# Dogs on amtrak



## Deleted member 2626 (Dec 16, 2011)

anybody have trouble with people or getting kicked off of amtrak with a dog with the "fake" service tags?


----------



## Jawline (Dec 16, 2011)

As long as your dog isnt being a dick or sitting on the chairs they wont give you shit.


----------



## HUMANCONTRAST (Dec 17, 2011)

what they said. I've taken on before and had no problems. I didn't even have to show any tags plus I got a disability discount.


----------



## Jawline (Dec 17, 2011)

Yeah its like 15% off if you have the dog, they give you an extra seat free too


----------



## HUMANCONTRAST (Dec 17, 2011)

yea its pretty awesome! i had to take one from bham to philly not to long ago because of a death in my family. I think the ticket was 200 but after the discount it ended up being 160 or 140 i can't remeber because I only made 210 flying in the past two days so I had enough cash leftover for food and a pack of smokes. And they were really nice to me and my dog!


----------



## HUMANCONTRAST (Dec 17, 2011)

Also make sure you kind of know what your talking about for your disability because just about every worker will ask you. Lucky for me I actually have a couple disabilities and just use those.


----------



## bryanpaul (Dec 17, 2011)

fuckers let me and my girl on in Stockton CA, and then got on the train and kicked us off....they were not hearing any talk about "service animals"....stuck in fuckin Stockton(HELLHOLE)....it's funny though we made over a 100 bux flyin a "stranded and broke" sign right downtown...people are lookin at us all sad, like "oh fuck...you guys are stranded HERE".... UP local to Modesto got us outta there


----------



## HUMANCONTRAST (Dec 17, 2011)

Well did you mention to them when you were buying the ticket you has a service animal? When i got mine they had another ticket printed out that stated he was a service animal.


----------



## bryanpaul (Dec 17, 2011)

HUMANCONTRAST said:


> Well did you mention to them when you were buying the ticket you has a service animal? When i got mine they had another ticket printed out that stated he was a service animal.

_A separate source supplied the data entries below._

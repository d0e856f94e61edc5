// ESCO taxonomy: CSV parsing, the in-memory store and the background loader.

pub mod csv;
pub mod handlers;
pub mod loader;
pub mod models;
pub mod store;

yeah we went through a big thing with 'em...they sold us the tickets let us on and then the station manager or somethin came on and made us get off....i raised hell...but they werent hearing it...they said we needed to have some sort of documentation or card or tag..which is BS...


----------



## HUMANCONTRAST (Dec 17, 2011)

damn dude, that sucks. maybe its just because it was in california and to me that place is awful and a very tough place for a travler to be.


----------



## HUMANCONTRAST (Dec 17, 2011)

i didnt have a problem when me and my roaddog stoney took amtrac from ft worth to dallas either. hmm. I guess it just depends.


----------



## Deleted member 2626 (Nov 3, 2013)

Really to just do it with someones dog that isnt your connected animal whats the point? why go blow it up for some of the people that do it with no problems. I did it with my exquisitely behaved and intelligent dog that I got on the road and is a road dog. From PA to NM and then Greyhound back. And this past year evanston wy to reno then reno to denver. Don't do it unless your dog listens well and can take chilling on a moving floor for hours. I don't even do it at stores much. I tie my dog outside to my pack or a pole if i can and do what I have to inside an establishment. I only do it for motels too that want to charge 20 or 30 dollars for a damn animal, that can sleep on the floor. I'll have to think of some better resources if I ever get a pack goat too hahahahaha


----------



## Shakou (Nov 12, 2013)

I've never personally run into any issues, but I know others who have. The thing is, people are well aware of the fake service dog scam, and some places are allowing associates to deny someone service if they think your dog is fake.

Also, real service dogs don't need tags or a vest. Infact, most people with disabilities who have real service dogs, don't use tags. You don't NEED proof. All you need to do is simply say "he/she is a service dog". You may get asked very simple questions like "Is this a service dog" and "what tasks does this dog perform". Answer the questions calmly and don't give them a reason to suspect you're hiding something, and you should be fine. It's very uncommon this day in age for legit service dogs to have tags, and the only time you see it is usually from people who want to point out that they have a service dog (I.E. those who are faking it and trying to hard to convince people their dog is legit). Having tags is basically the equivalent of walking around with a huge sign that says "PHONIE".


----------



## nai (Nov 12, 2013)

I rode one with my dog once. I didn't have tags for her. The assistant conductor gave me a bunch of shit saying I was trying to scam the system blah blah but he eventually let us on anyway because I kept insisting he was breaking the law and our reservation was only for a 10 minute ride. My dog is trained to get on trains real fast so she was pulling on her leash to get on while he stopped me to harass me. After we got on she was totally still silent and out of sight beneath the seat and he still gave me a bunch of shit the other people on the train we're even like "chill the fuck out her dog is just sitting there..." Service dog trick never fucking works for me except for on bay area transportation/libraries and my dog is small and calm and not an intimidating breed etc, (a vet once said she'd make a perfect service dog) and I carry a copy of ADA law etc. I don't even try anymore.


----------



## nai (Nov 12, 2013)

And trying to get on greyhound was just a joke. The amtrak was in cali and this was in IL. I walked into the bus station with my dog who was behaving perfectly and immediately this cop who was working security was like GET OUT. I said she was my service dog and he was just like, "NO GET OUT" and so I took out a copy of the law and he was like "NO NO NO NO GET OUT THAT DOESNT MATTER" He told me I had to wait outside for the bus. So I get his badge number and tie her up outside and go up to buy tickets and the greyhound lady is like you have to have a doctors note.


----------



## nai (Nov 12, 2013)

that amtrak thing was in stockton too ahaha that place really is a hellhole. i think what finally got us on was saying, "but...we're stranded here..."


----------